_Data shown_
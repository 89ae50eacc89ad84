//! Core types and backend traits for the pagelens pipeline.
//!
//! The extraction and query pipelines talk to three collaborators (a PDF
//! renderer, a multimodal inference endpoint, and a kNN search index), all of
//! which are reached through the traits defined here so that the pipeline
//! logic stays testable against stubs.

use serde::{Deserialize, Serialize};

pub mod config;
pub mod geometry;
pub mod index;
pub mod model;
pub mod pdf;
pub mod snapshot;
pub mod tags;

// Re-export for convenience
pub use config::{ConfigError, ModelConfig, SearchConfig};
pub use geometry::{Margins, Rect};
pub use index::{IndexDocument, IndexError, SearchHit, SearchIndex};
pub use model::{BoxFuture, ContentBlock, ModelBackend, ModelError, ModelRequest};
pub use pdf::{EmbeddedImage, PageRaster, PdfBackend, PdfError, PdfPages};
pub use snapshot::{Snapshot, SnapshotError, read_snapshot, write_snapshot};

/// Whether a record is the full-page rendering or a cropped embedded image.
#[derive(Debug, Clone, Copy, PartialEq, Eq, Serialize, Deserialize)]
#[serde(rename_all = "lowercase")]
pub enum RecordType {
    /// Full-page rendering; OCR source and redundancy reference frame.
    Main,
    /// Cropped embedded image confirmed non-redundant with its page.
    Sub,
}

impl RecordType {
    pub fn as_str(self) -> &'static str {
        match self {
            RecordType::Main => "main",
            RecordType::Sub => "sub",
        }
    }
}

/// One retained visual unit in the metadata snapshot.
///
/// The geometry fields are only populated by the geometry-only extraction
/// mode; the production pipeline fills `record_type` and `image_text`
/// instead.
#[derive(Debug, Clone, Serialize, Deserialize)]
pub struct PageImageRecord {
    /// Zero-based page number, immutable once assigned.
    pub page: u32,
    #[serde(rename = "type", default, skip_serializing_if = "Option::is_none")]
    pub record_type: Option<RecordType>,
    pub file_name: String,
    /// Model-generated caption (`sub`) or full-page OCR text (`main`).
    /// Empty for geometry-only extraction.
    pub image_text: String,
    #[serde(default, skip_serializing_if = "Option::is_none")]
    pub pdf_width: Option<f32>,
    #[serde(default, skip_serializing_if = "Option::is_none")]
    pub pdf_height: Option<f32>,
    #[serde(default, skip_serializing_if = "Option::is_none")]
    pub image_width: Option<u32>,
    #[serde(default, skip_serializing_if = "Option::is_none")]
    pub image_height: Option<u32>,
    #[serde(default, skip_serializing_if = "Option::is_none")]
    pub extracted_width: Option<u32>,
    #[serde(default, skip_serializing_if = "Option::is_none")]
    pub extracted_height: Option<u32>,
    #[serde(default, skip_serializing_if = "Option::is_none")]
    pub original_rect: Option<Rect>,
    #[serde(default, skip_serializing_if = "Option::is_none")]
    pub expanded_rect: Option<Rect>,
}

impl PageImageRecord {
    /// A production-pipeline record: page number, type, and caption/OCR text.
    pub fn new(page: u32, record_type: RecordType, file_name: String, image_text: String) -> Self {
        Self {
            page,
            record_type: Some(record_type),
            file_name,
            image_text,
            pdf_width: None,
            pdf_height: None,
            image_width: None,
            image_height: None,
            extracted_width: None,
            extracted_height: None,
            original_rect: None,
            expanded_rect: None,
        }
    }
}

/// Two-way classification of a user query, derived once per conversation
/// from the first user message and reused for every follow-up turn.
#[derive(Debug, Clone, Copy, PartialEq, Eq)]
pub enum QueryIntent {
    /// The user wants a specific figure located.
    ImageSearch,
    /// The user wants information or an explanation.
    General,
}

impl QueryIntent {
    pub fn as_str(self) -> &'static str {
        match self {
            QueryIntent::ImageSearch => "imagesearch",
            QueryIntent::General => "general",
        }
    }

    /// Parse the label emitted inside the `<querytype>` tag.
    pub fn parse(label: &str) -> Option<Self> {
        match label.trim() {
            "imagesearch" => Some(QueryIntent::ImageSearch),
            "general" => Some(QueryIntent::General),
            _ => None,
        }
    }

    /// The record-type filter a search for this intent is scoped to.
    pub fn record_filter(self) -> RecordType {
        match self {
            QueryIntent::ImageSearch => RecordType::Sub,
            QueryIntent::General => RecordType::Main,
        }
    }
}

#[cfg(test)]
mod tests {
    use super::*;

    #[test]
    fn record_type_serializes_lowercase() {
        assert_eq!(serde_json::to_string(&RecordType::Main).unwrap(), "\"main\"");
        assert_eq!(serde_json::to_string(&RecordType::Sub).unwrap(), "\"sub\"");
    }

    #[test]
    fn record_round_trips_without_geometry_fields() {
        let record = PageImageRecord::new(3, RecordType::Sub, "page_3_img_0_small.png".into(), "caption".into());
        let json = serde_json::to_string(&record).unwrap();
        assert!(!json.contains("pdf_width"));
        let parsed: PageImageRecord = serde_json::from_str(&json).unwrap();
        assert_eq!(parsed.page, 3);
        assert_eq!(parsed.record_type, Some(RecordType::Sub));
    }

    #[test]
    fn intent_maps_to_record_filter() {
        assert_eq!(QueryIntent::ImageSearch.record_filter(), RecordType::Sub);
        assert_eq!(QueryIntent::General.record_filter(), RecordType::Main);
    }

    #[test]
    fn intent_parse_rejects_unknown_labels() {
        assert_eq!(QueryIntent::parse(" imagesearch "), Some(QueryIntent::ImageSearch));
        assert_eq!(QueryIntent::parse("general"), Some(QueryIntent::General));
        assert_eq!(QueryIntent::parse("images"), None);
    }
}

_How to complete this task_
Your answer should be each line of the data that contains the word "parsed", copied as it stands.

_Output for this task_
        let parsed: PageImageRecord = serde_json::from_str(&json).unwrap();
        assert_eq!(parsed.page, 3);
        assert_eq!(parsed.record_type, Some(RecordType::Sub));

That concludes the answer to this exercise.